Prime Minister John Key stated in 2010: “Growth is weaker, because people are saving” (http://bit.ly/1GyzIfd).
But surely savings are good for banks, and give people confidence to spend...? Learn about money creation in the modern economy and the issues we face on the road from 2008's GFC to our current 'recovery' and beyond, by journeying with us through the lessons below.
The content is based on the "Money and Society" Massively Open Online Course ('MOOC') run by the University of Cumbria's 'Institute for Leadership and Sustainability' IFLAS. Our consultant Nathan Surendran participated in the inaugural run of this course recently, and another course is scheduled for August. We have gained permission from Professor Jem Bendell and Matt Slater to use this content this week, which they have placed in the public domain. If you're inspired to have a go at the full MOOC, and have the benefit of the longer 4 week timescale, which gives you time to properly consider the presentation materials and develop your own thoughts, you can register your interest by email to matslats@gmail.com.

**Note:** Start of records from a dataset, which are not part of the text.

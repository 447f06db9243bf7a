//! Cache key rules: a compiled template bound to request fields.

use std::collections::HashMap;
use std::fmt;

use edge_expr::{CompiledTemplate, Compiler, Diagnostic, KeyContext};
use serde::{Deserialize, Serialize};
use tracing::{debug, info, trace, warn};

use crate::error::RuleError;
use crate::key::{CacheKey, CacheKeyContext, ContextField};

/// Operator configuration for one rule.
#[derive(Debug, Clone, PartialEq, Eq, Serialize, Deserialize)]
pub struct RuleConfig {
    /// Unique rule name.
    pub name: String,
    /// Key template.
    pub template: String,
    /// Context fields, in positional order.
    #[serde(default)]
    pub inputs: Vec<String>,
}

impl RuleConfig {
    /// Create a rule configuration.
    pub fn new(name: impl Into<String>, template: impl Into<String>, inputs: &[&str]) -> Self {
        Self {
            name: name.into(),
            template: template.into(),
            inputs: inputs.iter().map(|s| s.to_string()).collect(),
        }
    }
}

/// A problem that does not stop a rule from registering but will show up as
/// sentinel text in its keys.
#[derive(Debug, Clone, PartialEq, Eq)]
pub enum RuleWarning {
    /// A call with the wrong number of arguments.
    Arity(Diagnostic),
    /// The template reads a context index the rule has no input for.
    MissingInput { index: usize, inputs: usize },
}

impl fmt::Display for RuleWarning {
    fn fmt(&self, f: &mut fmt::Formatter<'_>) -> fmt::Result {
        match self {
            Self::Arity(d) => write!(f, "{}", d),
            Self::MissingInput { index, inputs } => write!(
                f,
                "template reads {{{}}} but the rule has {} input(s)",
                index, inputs
            ),
        }
    }
}

/// A registered cache key rule.
#[derive(Debug, Clone)]
pub struct CacheKeyRule {
    name: String,
    template: CompiledTemplate,
    inputs: Vec<ContextField>,
}

impl CacheKeyRule {
    /// Compile a rule with the builtin functions.
    pub fn new(name: impl Into<String>, template: &str, inputs: Vec<ContextField>) -> Result<Self, RuleError> {
        let name = name.into();
        let template = Compiler::default()
            .compile(template)
            .map_err(|source| RuleError::Compile {
                rule: name.clone(),
                source,
            })?;
        Ok(Self {
            name,
            template,
            inputs,
        })
    }

    /// Compile a rule from configuration.
    pub fn from_config(config: &RuleConfig, compiler: &Compiler<'_>) -> Result<Self, RuleError> {
        let inputs = config
            .inputs
            .iter()
            .map(|s| s.parse::<ContextField>())
            .collect::<Result<Vec<_>, _>>()
            .map_err(|source| RuleError::UnknownField {
                rule: config.name.clone(),
                source,
            })?;

        let template = compiler
            .compile(&config.template)
            .map_err(|source| RuleError::Compile {
                rule: config.name.clone(),
                source,
            })?;

        Ok(Self {
            name: config.name.clone(),
            template,
            inputs,
        })
    }

    /// Rule name.
    pub fn name(&self) -> &str {
        &self.name
    }

    /// Compiled template.
    pub fn template(&self) -> &CompiledTemplate {
        &self.template
    }

    /// Input fields in positional order.
    pub fn inputs(&self) -> &[ContextField] {
        &self.inputs
    }

    /// Problems that will render sentinels in every key.
    pub fn warnings(&self) -> Vec<RuleWarning> {
        let mut warnings: Vec<RuleWarning> = self
            .template
            .diagnostics()
            .iter()
            .cloned()
            .map(RuleWarning::Arity)
            .collect();

        if let Some(index) = self.template.max_arg_index() {
            if index >= self.inputs.len() {
                warnings.push(RuleWarning::MissingInput {
                    index,
                    inputs: self.inputs.len(),
                });
            }
        }

        warnings
    }

    /// Resolve the rule's inputs into a template context.
    pub fn context(&self, ctx: &CacheKeyContext) -> KeyContext {
        self.inputs.iter().map(|field| field.resolve(ctx)).collect()
    }

    /// Derive the cache key for a request.
    pub fn derive(&self, ctx: &CacheKeyContext) -> CacheKey {
        let key_ctx = self.context(ctx);
        let key = self.template.evaluate(&key_ctx);
        trace!(rule = %self.name, key = %key, "derived cache key");
        CacheKey::new(key, self.name.clone(), key_ctx.values().to_vec())
    }
}

/// Named rules, compiled once and looked up per request.
#[derive(Debug, Clone, Default)]
pub struct KeyRuleSet {
    rules: Vec<CacheKeyRule>,
    by_name: HashMap<String, usize>,
}

impl KeyRuleSet {
    /// Create an empty rule set.
    pub fn new() -> Self {
        Self::default()
    }

    /// Compile a list of rule configurations, stopping at the first error.
    pub fn from_configs(configs: &[RuleConfig], compiler: &Compiler<'_>) -> Result<Self, RuleError> {
        let mut set = Self::new();
        for config in configs {
            let rule = CacheKeyRule::from_config(config, compiler).inspect_err(|e| {
                warn!(rule = %config.name, error = %e, "cache key rule rejected");
            })?;
            set.insert(rule)?;
        }
        info!(rules = set.len(), "cache key rules registered");
        Ok(set)
    }

    /// Add a rule.
    pub fn insert(&mut self, rule: CacheKeyRule) -> Result<(), RuleError> {
        if self.by_name.contains_key(rule.name()) {
            return Err(RuleError::DuplicateRule(rule.name().to_string()));
        }

        for warning in rule.warnings() {
            warn!(rule = %rule.name(), %warning, "cache key rule will render sentinels");
        }
        debug!(rule = %rule.name(), template = %rule.template().source(), "cache key rule registered");

        self.by_name.insert(rule.name().to_string(), self.rules.len());
        self.rules.push(rule);
        Ok(())
    }

    /// Look up a rule.
    pub fn get(&self, name: &str) -> Option<&CacheKeyRule> {
        self.by_name.get(name).map(|&i| &self.rules[i])
    }

    /// Derive a key with the named rule.
    pub fn derive(&self, name: &str, ctx: &CacheKeyContext) -> Option<CacheKey> {
        self.get(name).map(|rule| rule.derive(ctx))
    }

    /// Rules in registration order.
    pub fn iter(&self) -> impl Iterator<Item = &CacheKeyRule> {
        self.rules.iter()
    }

    /// Number of rules.
    pub fn len(&self) -> usize {
        self.rules.len()
    }

    /// Whether the set is empty.
    pub fn is_empty(&self) -> bool {
        self.rules.is_empty()
    }
}

#[cfg(test)]
mod tests {
    use edge_expr::CompileError;

    use super::*;
    use crate::error::UnknownField;

    fn request() -> CacheKeyContext {
        CacheKeyContext::new("GET", "/static/img/Logo.PNG")
            .with_header("Accept-Language", "en-US,en;q=0.9")
            .with_query("v", "3")
    }

    #[test]
    fn test_derive_key() {
        let config = RuleConfig::new(
            "assets",
            "{0}:{path_dir {1}}/{lower {path_base {1}}}?v={2}",
            &["method", "path", "query:v"],
        );
        let rule = CacheKeyRule::from_config(&config, &Compiler::default()).unwrap();
        let key = rule.derive(&request());

        assert_eq!(key.as_str(), "GET:/static/img/logo.png?v=3");
        assert_eq!(key.rule(), "assets");
        assert_eq!(key.components(), &["GET", "/static/img/Logo.PNG", "3"]);
        assert!(!key.has_sentinel());
        assert!(rule.warnings().is_empty());
    }

    #[test]
    fn test_language_selection() {
        let rule = CacheKeyRule::new(
            "lang",
            "{substr {0} 0 2}",
            vec![ContextField::Header("accept-language".into())],
        )
        .unwrap();
        assert_eq!(rule.derive(&request()).as_str(), "en");
    }

    #[test]
    fn test_missing_input_warns_and_renders_sentinel() {
        let rule = CacheKeyRule::new("short", "{0}/{1}", vec![ContextField::Method]).unwrap();
        assert_eq!(
            rule.warnings(),
            vec![RuleWarning::MissingInput { index: 1, inputs: 1 }]
        );
        let key = rule.derive(&request());
        assert_eq!(key.as_str(), "GET/<ARGN>");
        assert!(key.has_sentinel());
    }

    #[test]
    fn test_arity_warning() {
        let rule = CacheKeyRule::new("bad", "{select {0}}", vec![ContextField::Path]).unwrap();
        let warnings = rule.warnings();
        assert_eq!(warnings.len(), 1);
        assert!(matches!(&warnings[0], RuleWarning::Arity(d) if d.function == "select"));
    }

    #[test]
    fn test_rule_set_fails_fast() {
        let configs = vec![
            RuleConfig::new("ok", "{0}", &["path"]),
            RuleConfig::new("broken", "{0", &["path"]),
        ];
        let err = KeyRuleSet::from_configs(&configs, &Compiler::default()).unwrap_err();
        assert_eq!(
            err,
            RuleError::Compile {
                rule: "broken".to_string(),
                source: CompileError::UnbalancedBraces { offset: 0 },
            }
        );
        assert_eq!(err.rule(), "broken");
    }

    #[test]
    fn test_rule_set_rejects_unknown_field() {
        let configs = vec![RuleConfig::new("r", "{0}", &["header"])];
        let err = KeyRuleSet::from_configs(&configs, &Compiler::default()).unwrap_err();
        assert_eq!(
            err,
            RuleError::UnknownField {
                rule: "r".to_string(),
                source: UnknownField("header".to_string()),
            }
        );
    }

    #[test]
    fn test_rule_set_rejects_duplicates() {
        let configs = vec![
            RuleConfig::new("r", "{0}", &["path"]),
            RuleConfig::new("r", "{0}", &["method"]),
        ];
        let err = KeyRuleSet::from_configs(&configs, &Compiler::default()).unwrap_err();
        assert_eq!(err, RuleError::DuplicateRule("r".to_string()));
    }

    #[test]
    fn test_rule_set_lookup() {
        let configs = vec![
            RuleConfig::new("by-path", "p:{0}", &["path"]),
            RuleConfig::new("by-device", "d:{0}", &["device"]),
        ];
        let set = KeyRuleSet::from_configs(&configs, &Compiler::default()).unwrap();
        assert_eq!(set.len(), 2);

        let key = set.derive("by-path", &request()).unwrap();
        assert_eq!(key.as_str(), "p:/static/img/Logo.PNG");
        assert_eq!(set.derive("by-device", &request()).unwrap().as_str(), "d:");
        assert!(set.derive("missing", &request()).is_none());

        let names: Vec<_> = set.iter().map(CacheKeyRule::name).collect();
        assert_eq!(names, vec!["by-path", "by-device"]);
    }

    #[test]
    fn test_rule_config_deserializes() {
        let config: RuleConfig = serde_json::from_str(
            r#"{"name": "r", "template": "{0}", "inputs": ["path"]}"#,
        )
        .unwrap();
        assert_eq!(config, RuleConfig::new("r", "{0}", &["path"]));
    }
}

I've produced 4 lessons leveraging the content compiled in the MOOC. I put this content on a Facebook group recently and I'm putting it all in one place here so it's easy to print out and review offline:
Lesson 1: Theory of money.
John Key stated in 2010 that “Growth is weaker, because people are saving”. This runs contrary to most people's intuition, given their understanding of money, and the banking system. Lets first consider what money is, a medium of exchange, and a store of value in this 5 minute video clip: http://bit.ly/1AbOzoD
Now we understand a bit better what money is, you need to understand that the common view that money is lent by banks against money that they have on deposit has been debunked. The reality, as stated by Bank of England (http://bit.ly/1rfcumz), the Federal Reserve (http://bit.ly/1A2XZ5u), the International Monetary Fund (http://bit.ly/1KwEnku), and yes, even our own Reserve Bank of NZ (http://bit.ly/1A2YRay and http://bit.ly/1A2Z1yB) is very different.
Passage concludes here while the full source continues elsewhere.